At its core, SpeciesNet combines two key AI components:
But SpeciesNet doesn’t just blindly predict species. It uses smart decision-making to refine results and improve accuracy. This includes checking if an animal is actually present, applying location-based filtering to avoid unrealistic predictions, and rolling up uncertain classifications to broader categories instead of making an incorrect guess.
How Does SpeciesNet Work?
The following breakdown is taken directly from Google’s official GitHub repository (GitHub Repository) and describes the decision-making process used by SpeciesNet:
How SpeciesNet Works – Step by Step (as described in the official GitHub repository)

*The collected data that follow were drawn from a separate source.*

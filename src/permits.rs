use parking_lot::{Condvar, Mutex};
use std::time::Instant;

/// Counting semaphore guarding checkout permission.
///
/// The count mirrors the number of objects a caller may take from the
/// pool's storage. It says nothing about the storage itself: the pool must
/// store an object before calling [`Permits::add`] for it.
#[derive(Debug)]
pub(crate) struct Permits {
    count: Mutex<usize>,
    available: Condvar,
}

impl Permits {
    pub(crate) fn new(count: usize) -> Self {
        Permits {
            count: Mutex::new(count),
            available: Condvar::new(),
        }
    }

    /// Takes a permit if one is free.
    pub(crate) fn try_take(&self) -> bool {
        let mut count = self.count.lock();
        if *count == 0 {
            return false;
        }
        *count -= 1;
        true
    }

    /// Takes a permit, waiting as long as it takes.
    pub(crate) fn take(&self) {
        let mut count = self.count.lock();
        while *count == 0 {
            self.available.wait(&mut count);
        }
        *count -= 1;
    }

    /// Takes a permit, waiting no later than `deadline`.
    ///
    /// Returns `false` if the deadline passed first.
    pub(crate) fn take_until(&self, deadline: Instant) -> bool {
        let mut count = self.count.lock();
        while *count == 0 {
            if self.available.wait_until(&mut count, deadline).timed_out() {
                // A permit may have landed together with the timeout.
                break;
            }
        }
        if *count == 0 {
            return false;
        }
        *count -= 1;
        true
    }

    /// Publishes one permit and wakes a single waiter.
    pub(crate) fn add(&self) {
        let mut count = self.count.lock();
        *count += 1;
        drop(count);
        self.available.notify_one();
    }
}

1. Input Processing – Raw images are preprocessed and passed to both the object detector (MegaDetector) and the image classifier. The type of preprocessing will depend on the selected model. For "always crop" models, images are first processed by the object detector and then cropped based on the detection bounding box before being fed to the classifier. For "full image" models, images are preprocessed independently for both models.
2. Object Detection – The detector identifies potential objects (animals, humans, or vehicles) in the image, providing their bounding box coordinates and confidence scores.
3. Species Classification – The species classifier analyzes the (potentially cropped) image to identify the most likely species present. It provides a list of top-5 species classifications, each with a confidence score.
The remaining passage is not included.